R&D支援技術特集

ケイ・ジー・ティー(KGT)

 1998.05.25−ケイ・ジー・ティー(KGT)は、米モレキュラーシミュレーションズ社(MSI)の統合分子設計支援システム「CERIUS2」などを中心に、化学・材料研究分野の支援システムを提供しているが、とくに大きな分子系を分子軌道法で厳密に解いてみたいというユーザー向けに新しく米キューケム社の「Q-Chem」の販売を開始している。従来のソフトでは難しかった実際的な大きな分子を計算できるのが特徴で、幅広いユーザー層の注目を集めている。
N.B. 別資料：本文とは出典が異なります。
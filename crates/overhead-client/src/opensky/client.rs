// Copyright 2025 Chris Custine
//
// Licensed under the Apache License, Version 2.0 (the "License");
// you may not use this file except in compliance with the License.
// You may obtain a copy of the License at
//
//     http://www.apache.org/licenses/LICENSE-2.0
//
// Unless required by applicable law or agreed to in writing, software
// distributed under the License is distributed on an "AS IS" BASIS,
// WITHOUT WARRANTIES OR CONDITIONS OF ANY KIND, either express or implied.
// See the License for the specific language governing permissions and
// limitations under the License.

//! HTTP client for the OpenSky Network REST API.

use std::fmt;
use std::time::Duration;

use async_trait::async_trait;
use log::debug;
use reqwest::StatusCode;
use serde::de::DeserializeOwned;

use super::types::StatesResponse;
use super::{AircraftRecord, FlightDataSource, FlightRecord, StateVector};
use crate::error::FetchError;

/// Public OpenSky REST endpoint.
pub const DEFAULT_API_BASE_URL: &str = "https://opensky-network.org/api";

/// OpenSky sends this on 429 responses.
const RETRY_AFTER_HEADER: &str = "X-Rate-Limit-Retry-After-Seconds";

/// Basic-auth credentials passed through to the upstream.
#[derive(Clone)]
pub struct Credentials {
    pub username: String,
    pub password: String,
}

impl fmt::Debug for Credentials {
    fn fmt(&self, f: &mut fmt::Formatter<'_>) -> fmt::Result {
        f.debug_struct("Credentials")
            .field("username", &self.username)
            .field("password", &"<redacted>")
            .finish()
    }
}

/// OpenSky REST client with a per-request timeout.
#[derive(Debug, Clone)]
pub struct OpenSkyClient {
    http: reqwest::Client,
    base_url: String,
    credentials: Option<Credentials>,
}

impl OpenSkyClient {
    /// Create a client. Every request gives up after `timeout`.
    pub fn new(
        base_url: impl Into<String>,
        credentials: Option<Credentials>,
        timeout: Duration,
    ) -> Result<Self, FetchError> {
        let http = Self::http_builder(timeout).build()?;
        Ok(Self::with_http(base_url, credentials, http))
    }

    fn http_builder(timeout: Duration) -> reqwest::ClientBuilder {
        reqwest::Client::builder()
            .timeout(timeout)
            .user_agent(concat!("overhead-client/", env!("CARGO_PKG_VERSION")))
    }

    fn with_http(base_url: impl Into<String>, credentials: Option<Credentials>, http: reqwest::Client) -> Self {
        Self {
            http,
            base_url: base_url.into().trim_end_matches('/').to_string(),
            credentials,
        }
    }

    /// GET a JSON document. A 404 means "no data" for the per-aircraft
    /// endpoints and comes back as `Ok(None)`.
    async fn get_json<T: DeserializeOwned>(
        &self,
        path: &str,
        query: &[(&str, String)],
    ) -> Result<Option<T>, FetchError> {
        let url = format!("{}{}", self.base_url, path);

        let mut request = self.http.get(&url).query(query);
        if let Some(creds) = &self.credentials {
            request = request.basic_auth(&creds.username, Some(&creds.password));
        }

        let response = request.send().await?;
        let status = response.status();

        if status == StatusCode::NOT_FOUND {
            return Ok(None);
        }

        if status == StatusCode::TOO_MANY_REQUESTS {
            let retry_after_secs = response
                .headers()
                .get(RETRY_AFTER_HEADER)
                .and_then(|v| v.to_str().ok())
                .and_then(|v| v.trim().parse().ok());
            return Err(FetchError::RateLimited { retry_after_secs });
        }

        if !status.is_success() {
            return Err(FetchError::Status {
                status: status.as_u16(),
                url,
            });
        }

        Ok(Some(response.json().await?))
    }
}

#[async_trait]
impl FlightDataSource for OpenSkyClient {
    async fn fetch_states(&self) -> Result<Vec<StateVector>, FetchError> {
        let response: StatesResponse = self
            .get_json("/states/all", &[])
            .await?
            .ok_or_else(|| FetchError::Decode("state vector endpoint returned 404".to_string()))?;

        debug!("Received state vectors (upstream time {:?})", response.time);
        Ok(response.into_state_vectors())
    }

    async fn fetch_aircraft(&self, icao24: &str) -> Result<Option<AircraftRecord>, FetchError> {
        let path = format!("/metadata/aircraft/icao/{}", icao24.to_lowercase());
        self.get_json(&path, &[]).await
    }

    async fn fetch_flights(&self, icao24: &str, begin: i64, end: i64) -> Result<Vec<FlightRecord>, FetchError> {
        let query = [
            ("icao24", icao24.to_lowercase()),
            ("begin", begin.to_string()),
            ("end", end.to_string()),
        ];
        let flights: Option<Vec<FlightRecord>> = self.get_json("/flights/aircraft", &query).await?;
        Ok(flights.unwrap_or_default())
    }
}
 Q-Chemは、フォック行列計算およびクーロン相互作用計算にONX法、QCTC法、CFMM法などの最新アルゴリズムを採用することで、計算量を電子の数の1乗にまで軽減することに成功。分子が大きくなっても計算効率が落ちないので、大きな分子を計算させるほど価値の高いシステムとなっている。
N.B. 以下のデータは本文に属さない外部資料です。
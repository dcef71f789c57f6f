// Copyright 2025 Chris Custine
//
// Licensed under the Apache License, Version 2.0 (the "License");
// you may not use this file except in compliance with the License.
// You may obtain a copy of the License at
//
//     http://www.apache.org/licenses/LICENSE-2.0
//
// Unless required by applicable law or agreed to in writing, software
// distributed under the License is distributed on an "AS IS" BASIS,
// WITHOUT WARRANTIES OR CONDITIONS OF ANY KIND, either express or implied.
// See the License for the specific language governing permissions and
// limitations under the License.

//! Overhead flight client: which aircraft are flying near home right now.
//!
//! This library polls the OpenSky Network bulk state endpoint, keeps the
//! aircraft within a fixed radius of a home location, and enriches each one
//! with airline, flight number, aircraft type, and a destination label. It is
//! organised in layers that can be used on their own:
//!
//! - **Geo layer** ([`geo`]): haversine distance and the inclusive radius test
//! - **Cache layer** ([`cache`], [`gate`]): TTL cache with single-flight fetches,
//!   and the minimum-interval gate for bulk requests
//! - **Resolver layer** ([`resolver`]): best-effort metadata and route lookups
//! - **Source layer** ([`opensky`]): the REST client behind [`FlightDataSource`]
//! - **Pipeline** ([`pipeline`]): wires everything together per refresh
//!
//! # Quick Start
//!
//! ```no_run
//! use std::sync::Arc;
//! use std::time::Duration;
//! use overhead_client::{OpenSkyClient, Pipeline, PipelineConfig, Trigger, DEFAULT_API_BASE_URL};
//!
//! #[tokio::main]
//! async fn main() -> Result<(), Box<dyn std::error::Error>> {
//!     let client = OpenSkyClient::new(DEFAULT_API_BASE_URL, None, Duration::from_secs(10))?;
//!     let pipeline = Pipeline::new(PipelineConfig::default(), Arc::new(client))?;
//!
//!     let snapshot = pipeline.run(Trigger::Scheduled).await;
//!     for record in &snapshot.records {
//!         println!("{} | {} {}", record.label, record.airline, record.flight_designator());
//!     }
//!     Ok(())
//! }
//! ```
//!
//! # Using Individual Layers
//!
//! ```
//! use overhead_client::geo;
//! use overhead_client::resolver::{resolve_airline, resolve_flight_number};
//!
//! assert!(geo::is_within(37.3997, -121.9626, Some(37.40), Some(-121.96), 3.2));
//! assert_eq!(resolve_airline("UAL123"), "United Airlines");
//! assert_eq!(resolve_flight_number("UAL123"), "123");
//! ```

pub mod cache;
pub mod clock;
pub mod error;
pub mod gate;
pub mod geo;
pub mod opensky;
pub mod pipeline;
pub mod resolver;
pub mod tables;

#[cfg(test)]
mod testing;

pub use cache::TtlCache;
pub use clock::{Clock, ManualClock, SystemClock};
pub use error::{ConfigError, FetchError};
pub use gate::{should_fetch, FetchGate, GateDecision, GateState, RateLimitAdvisory};
pub use opensky::{
    AircraftRecord, Credentials, FlightDataSource, FlightRecord, OpenSkyClient, StateVector,
    DEFAULT_API_BASE_URL,
};
pub use pipeline::{DisplayRecord, Pipeline, PipelineConfig, Snapshot, Trigger, DEFAULT_HOME, DEFAULT_RADIUS_KM};
pub use resolver::{MetadataResolver, Route, RouteResolver};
 一般的な分子軌道法では、計算量は電子の数の3−4乗にもなってしまうため、これまでは対象となる分子全体の一部分だけを切り出して計算したり、精度を犠牲にして半経験的手法を導入したりするなどの“妥協”が必要だった。

 同社では、今年の3月から本格的に国内で紹介を始めたが、CERIUS2などの既ユーザーも興味を示すケースが多いという。

 ただ、Q-Chemが非常に高速だとはいえ、本格的に分子軌道法を利用するためには、やはりある程度大型の計算専用サーバーの設置が望ましい。同社は、クボタグループの情報事業子会社としてコンピューターのハードからソフトまでを長年手がけてきた経験があり、そうしたノウハウを生かしてのシステムインテグレーション(SI)で強みを発揮していきたい考えだ。